Assignment - Pull out each line of the records holding the string "coachesTopRow".

Saved entries:
----------

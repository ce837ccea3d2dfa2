//! Properties-file configuration.
//!
//! The file is a flat list of `key=value` (or `key: value`) lines, `#` and
//! `!` start comments. It names the input columns, the hour watermarks, and
//! where every team block goes on each report sheet.

use crate::error::{ConfigError, LayoutError};
use crate::input::InputColumns;
use crate::layout::Variant;
use crate::threshold::{Thresholds, DEFAULT_HIGH_HOURS, DEFAULT_LOW_HOURS};
use lazy_static::lazy_static;
use regex::Regex;
use std::collections::BTreeMap;
use std::path::Path;

/// Properties file looked up in the working directory when none is given.
pub const DEFAULT_CONFIG_FILE: &str = "HoursExport.properties";

/// Last worksheet column (XFD).
pub const MAX_COLUMN: u16 = 16_383;

pub const KEY_INPUT_FILE: &str = "inputFile";
pub const KEY_OUTPUT_FILE: &str = "outputFile";
pub const KEY_LOW_THRESHOLD: &str = "hoursLowThreshold";
pub const KEY_HIGH_THRESHOLD: &str = "hoursHighThreshold";
pub const KEY_REJECT_NEGATIVE: &str = "rejectNegativeHours";
pub const KEY_COLUMN_HOURS: &str = "inputColumnHours";
pub const KEY_COLUMN_NAME: &str = "inputColumnName";
pub const KEY_COLUMN_ID: &str = "inputColumnID";
pub const KEY_COLUMN_TEAM: &str = "inputColumnTeam";

lazy_static! {
    static ref PROPERTY_LINE: Regex = Regex::new(r"^\s*([^=:\s]+)\s*[=:]\s*(.*?)\s*$").unwrap();
}

#[derive(Debug, Clone, Default, PartialEq)]
pub struct Config {
    values: BTreeMap<String, String>,
}

impl Config {
    pub fn new() -> Self {
        Self::default()
    }

    pub fn load(path: &Path) -> Result<Self, ConfigError> {
        let text = std::fs::read_to_string(path).map_err(|e| {
            if e.kind() == std::io::ErrorKind::NotFound {
                ConfigError::NotFound(path.to_path_buf())
            } else {
                ConfigError::Read {
                    path: path.to_path_buf(),
                    source: e,
                }
            }
        })?;
        let config = Self::parse(&text);
        log::debug!("Loaded {} settings from {}", config.len(), path.display());
        Ok(config)
    }

    /// Parse properties text. Lines that are not `key=value` are ignored.
    pub fn parse(text: &str) -> Self {
        let mut values = BTreeMap::new();
        for line in text.lines() {
            let trimmed = line.trim_start();
            if trimmed.is_empty() || trimmed.starts_with('#') || trimmed.starts_with('!') {
                continue;
            }
            match PROPERTY_LINE.captures(line) {
                Some(caps) => {
                    values.insert(caps[1].to_string(), caps[2].to_string());
                }
                None => log::warn!("Ignoring unparseable config line: {}", line),
            }
        }
        Self { values }
    }

    pub fn save(&self, path: &Path) -> Result<(), ConfigError> {
        let mut out = String::new();
        out.push_str(&format!(
            "# {}\n",
            chrono::Local::now().format("%a %b %d %H:%M:%S %Y")
        ));
        for (key, value) in &self.values {
            out.push_str(&format!("{}={}\n", key, value));
        }
        std::fs::write(path, out).map_err(|e| ConfigError::Write {
            path: path.to_path_buf(),
            source: e,
        })
    }

    pub fn get(&self, key: &str) -> Option<&str> {
        self.values.get(key).map(String::as_str)
    }

    pub fn get_or<'a>(&'a self, key: &str, default: &'a str) -> &'a str {
        self.get(key).unwrap_or(default)
    }

    pub fn set(&mut self, key: impl Into<String>, value: impl Into<String>) {
        self.values.insert(key.into(), value.into());
    }

    pub fn len(&self) -> usize {
        self.values.len()
    }

    pub fn is_empty(&self) -> bool {
        self.values.is_empty()
    }

    pub fn get_f64(&self, key: &str, default: f64) -> Result<f64, ConfigError> {
        match self.get(key) {
            None => Ok(default),
            Some(v) => v.trim().parse().map_err(|_| ConfigError::InvalidNumber {
                key: key.to_string(),
                value: v.to_string(),
            }),
        }
    }

    pub fn get_bool(&self, key: &str, default: bool) -> Result<bool, ConfigError> {
        match self.get(key).map(|v| v.trim().to_ascii_lowercase()) {
            None => Ok(default),
            Some(v) => match v.as_str() {
                "true" | "yes" | "1" => Ok(true),
                "false" | "no" | "0" => Ok(false),
                _ => Err(ConfigError::InvalidBool {
                    key: key.to_string(),
                    value: v,
                }),
            },
        }
    }

    /// Watermarks from `hoursLowThreshold`/`hoursHighThreshold` (3.0 and 7.0 if absent).
    pub fn thresholds(&self) -> Result<Thresholds, ConfigError> {
        Ok(Thresholds::new(
            self.get_f64(KEY_LOW_THRESHOLD, DEFAULT_LOW_HOURS)?,
            self.get_f64(KEY_HIGH_THRESHOLD, DEFAULT_HIGH_HOURS)?,
        ))
    }

    pub fn input_columns(&self) -> InputColumns {
        let defaults = InputColumns::default();
        InputColumns {
            hours: self.get_or(KEY_COLUMN_HOURS, &defaults.hours).to_string(),
            name: self.get_or(KEY_COLUMN_NAME, &defaults.name).to_string(),
            id: self.get_or(KEY_COLUMN_ID, &defaults.id).to_string(),
            team: self.get_or(KEY_COLUMN_TEAM, &defaults.team).to_string(),
        }
    }

    pub fn reject_negative_hours(&self) -> Result<bool, ConfigError> {
        self.get_bool(KEY_REJECT_NEGATIVE, false)
    }

    /// Row above the first section, or -1 when `{variant}StartRow` is unset.
    pub fn start_row(&self, variant: Variant) -> Result<i64, LayoutError> {
        let key = variant.start_row_key();
        match self.get(&key) {
            None => Ok(-1),
            Some(v) => match v.trim().parse::<i64>() {
                Ok(row) if row >= -1 => Ok(row),
                _ => Err(LayoutError::InvalidStartRow {
                    key,
                    value: v.to_string(),
                }),
            },
        }
    }

    /// Raw team list for one section, e.g. `coachesTopRow=1,2,3`.
    pub fn section(&self, variant: Variant, section: &str) -> Option<&str> {
        self.get(&variant.section_key(section))
    }

    /// Starting column of a team's block, from `{variant}Column-{team}`.
    ///
    /// The whole block must fit within the worksheet's last column.
    pub fn team_column(&self, variant: Variant, team: i64) -> Result<u16, LayoutError> {
        let key = variant.column_key(team);
        let Some(v) = self.get(&key) else {
            return Err(LayoutError::MissingColumn { key });
        };
        match v.trim().parse::<u16>() {
            Ok(col) if col <= MAX_COLUMN + 1 - variant.block_width() => Ok(col),
            _ => Err(LayoutError::InvalidColumn {
                key,
                value: v.to_string(),
            }),
        }
    }
}

#[cfg(test)]
mod tests {
    use super::*;

    const SAMPLE: &str = "\
# sample
key1=value1
key2 = value2
  key3: value3
! bang comment

coachesTopRow=1,2,3
coachesColumn-1=0
";

    #[test]
    fn test_parse_properties() {
        let config = Config::parse(SAMPLE);
        assert_eq!(config.get("key1"), Some("value1"));
        assert_eq!(config.get("key2"), Some("value2"));
        assert_eq!(config.get("key3"), Some("value3"));
        assert_eq!(config.get("coachesTopRow"), Some("1,2,3"));
        assert_eq!(config.get("nonexistentKey"), None);
        assert_eq!(config.get_or("nonexistentKey", "default"), "default");
        assert_eq!(config.len(), 5);
    }

    #[test]
    fn test_set_overrides() {
        let mut config = Config::parse(SAMPLE);
        config.set("key4", "value4");
        config.set("key1", "newValue1");
        assert_eq!(config.get("key4"), Some("value4"));
        assert_eq!(config.get("key1"), Some("newValue1"));
    }

    #[test]
    fn test_save_and_reload() {
        let dir = tempfile::tempdir().unwrap();
        let path = dir.path().join("test.properties");
        std::fs::write(&path, SAMPLE).unwrap();

        let mut config = Config::load(&path).unwrap();
        config.set("key4", "value4");
        config.set("key1", "newValue1");
        config.save(&path).unwrap();

        let reloaded = Config::load(&path).unwrap();
        assert_eq!(reloaded, config);
        assert_eq!(reloaded.get("key4"), Some("value4"));
        assert_eq!(reloaded.get("key1"), Some("newValue1"));
    }

    #[test]
    fn test_missing_file() {
        let dir = tempfile::tempdir().unwrap();
        let path = dir.path().join("nonexistent.properties");
        let err = Config::load(&path).unwrap_err();
        assert!(matches!(err, ConfigError::NotFound(_)));
        assert!(err.to_string().contains("nonexistent.properties"));
    }

    #[test]
    fn test_threshold_defaults_and_overrides() {
        let mut config = Config::new();
        assert_eq!(config.thresholds().unwrap(), Thresholds::new(3.0, 7.0));

        config.set(KEY_LOW_THRESHOLD, "2.5");
        config.set(KEY_HIGH_THRESHOLD, " 10 ");
        assert_eq!(config.thresholds().unwrap(), Thresholds::new(2.5, 10.0));

        config.set(KEY_HIGH_THRESHOLD, "lots");
        assert!(matches!(
            config.thresholds(),
            Err(ConfigError::InvalidNumber { .. })
        ));
    }

    #[test]
    fn test_input_column_defaults() {
        let mut config = Config::new();
        let cols = config.input_columns();
        assert_eq!(cols.hours, "workday_w");
        assert_eq!(cols.name, "Name");
        assert_eq!(cols.id, "empno");
        assert_eq!(cols.team, "Department");

        config.set(KEY_COLUMN_TEAM, "Team");
        assert_eq!(config.input_columns().team, "Team");
    }

    #[test]
    fn test_layout_keys() {
        let mut config = Config::parse(SAMPLE);
        assert_eq!(config.start_row(Variant::Coach), Ok(-1));
        config.set("coachesStartRow", "1");
        assert_eq!(config.start_row(Variant::Coach), Ok(1));
        config.set("parentsStartRow", "x");
        assert!(config.start_row(Variant::Parent).is_err());

        assert_eq!(config.section(Variant::Coach, "TopRow"), Some("1,2,3"));
        assert_eq!(config.section(Variant::Parent, "TopRow"), None);
        assert_eq!(config.team_column(Variant::Coach, 1), Ok(0));
        assert_eq!(
            config.team_column(Variant::Coach, 9),
            Err(LayoutError::MissingColumn {
                key: "coachesColumn-9".to_string()
            })
        );
    }

    #[test]
    fn test_team_column_must_fit_sheet() {
        let mut config = Config::new();
        config.set("coachesColumn-1", "16382");
        config.set("parentsColumn-1", "16382");
        assert_eq!(config.team_column(Variant::Coach, 1), Ok(16382));
        assert!(matches!(
            config.team_column(Variant::Parent, 1),
            Err(LayoutError::InvalidColumn { .. })
        ));

        config.set("coachesColumn-1", "65535");
        assert_eq!(
            config.team_column(Variant::Coach, 1),
            Err(LayoutError::InvalidColumn {
                key: "coachesColumn-1".to_string(),
                value: "65535".to_string()
            })
        );
        config.set("coachesColumn-1", "-2");
        assert!(config.team_column(Variant::Coach, 1).is_err());
    }

    #[test]
    fn test_reject_negative_flag() {
        let mut config = Config::new();
        assert!(!config.reject_negative_hours().unwrap());
        config.set(KEY_REJECT_NEGATIVE, "TRUE");
        assert!(config.reject_negative_hours().unwrap());
        config.set(KEY_REJECT_NEGATIVE, "maybe");
        assert!(config.reject_negative_hours().is_err());
    }
}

----------

Written answer -
    /// Raw team list for one section, e.g. `coachesTopRow=1,2,3`.
coachesTopRow=1,2,3
        assert_eq!(config.get("coachesTopRow"), Some("1,2,3"));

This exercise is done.